### WORK TASK
From the records that follow, copy every line in which "super" appears.
++++++++
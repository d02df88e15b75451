use chrono::NaiveDate;
use rust_decimal::Decimal;

use crate::errors::Result;

use super::encryption_model::{EncryptedHealthAttributes, HealthAttributes};

/// Trait defining the contract for the sensitive-field codec.
///
/// One instance per process, constructed from the master secret and passed
/// explicitly to whatever needs it. Calls hold no mutable state, so a single
/// instance is safe to share across threads.
pub trait EncryptionServiceTrait: Send + Sync {
    /// Encrypts a plaintext string into an opaque persisted representation.
    /// Two calls with the same plaintext produce different ciphertexts.
    fn encrypt(&self, plaintext: &str) -> Result<String>;

    /// Decrypts a persisted representation. Fails with a decryption error
    /// when the ciphertext is corrupted, forged, or keyed differently.
    fn decrypt(&self, ciphertext: &str) -> Result<String>;

    fn encrypt_bool(&self, value: bool) -> Result<String>;
    fn decrypt_bool(&self, ciphertext: &str) -> Result<bool>;

    fn encrypt_decimal(&self, value: Decimal) -> Result<String>;
    fn decrypt_decimal(&self, ciphertext: &str) -> Result<Decimal>;

    fn encrypt_date(&self, value: NaiveDate) -> Result<String>;
    fn decrypt_date(&self, ciphertext: &str) -> Result<NaiveDate>;

    /// Encrypts whichever sensitive attributes are present, leaving absent
    /// ones absent.
    fn encrypt_attributes(&self, attributes: &HealthAttributes)
        -> Result<EncryptedHealthAttributes>;

    /// Reconstructs typed attributes from whichever encrypted fields are
    /// present; absent ciphertexts decode to `None` without touching the
    /// cipher.
    fn decrypt_attributes(&self, encrypted: &EncryptedHealthAttributes)
        -> Result<HealthAttributes>;

    /// Stable SHA-256 hex digest of a PII value, used by the hosting layer
    /// for equality lookups over encrypted columns.
    fn hash_pii(&self, value: &str) -> String;
}
use chrono::NaiveDate;

use super::limits_model::{PersonalAttributes, PersonalLimits};

/// Trait defining the contract for the personal limits service.
///
/// Both operations are deterministic, side-effect free, and never fail for
/// numerically finite input: out-of-range results are clamped, not rejected.
pub trait PersonalLimitsServiceTrait: Send + Sync {
    /// Computes personalized daily limits as of today.
    fn calculate_limits(&self, attributes: &PersonalAttributes) -> PersonalLimits;

    /// Computes personalized daily limits as of an explicit reference date.
    /// Used by tests and historical backfills.
    fn calculate_limits_on(
        &self,
        attributes: &PersonalAttributes,
        today: NaiveDate,
    ) -> PersonalLimits;
}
++++++++
### TASK SOLUTION
use super::encryption_model::{EncryptedHealthAttributes, HealthAttributes};
use super::limits_model::{PersonalAttributes, PersonalLimits};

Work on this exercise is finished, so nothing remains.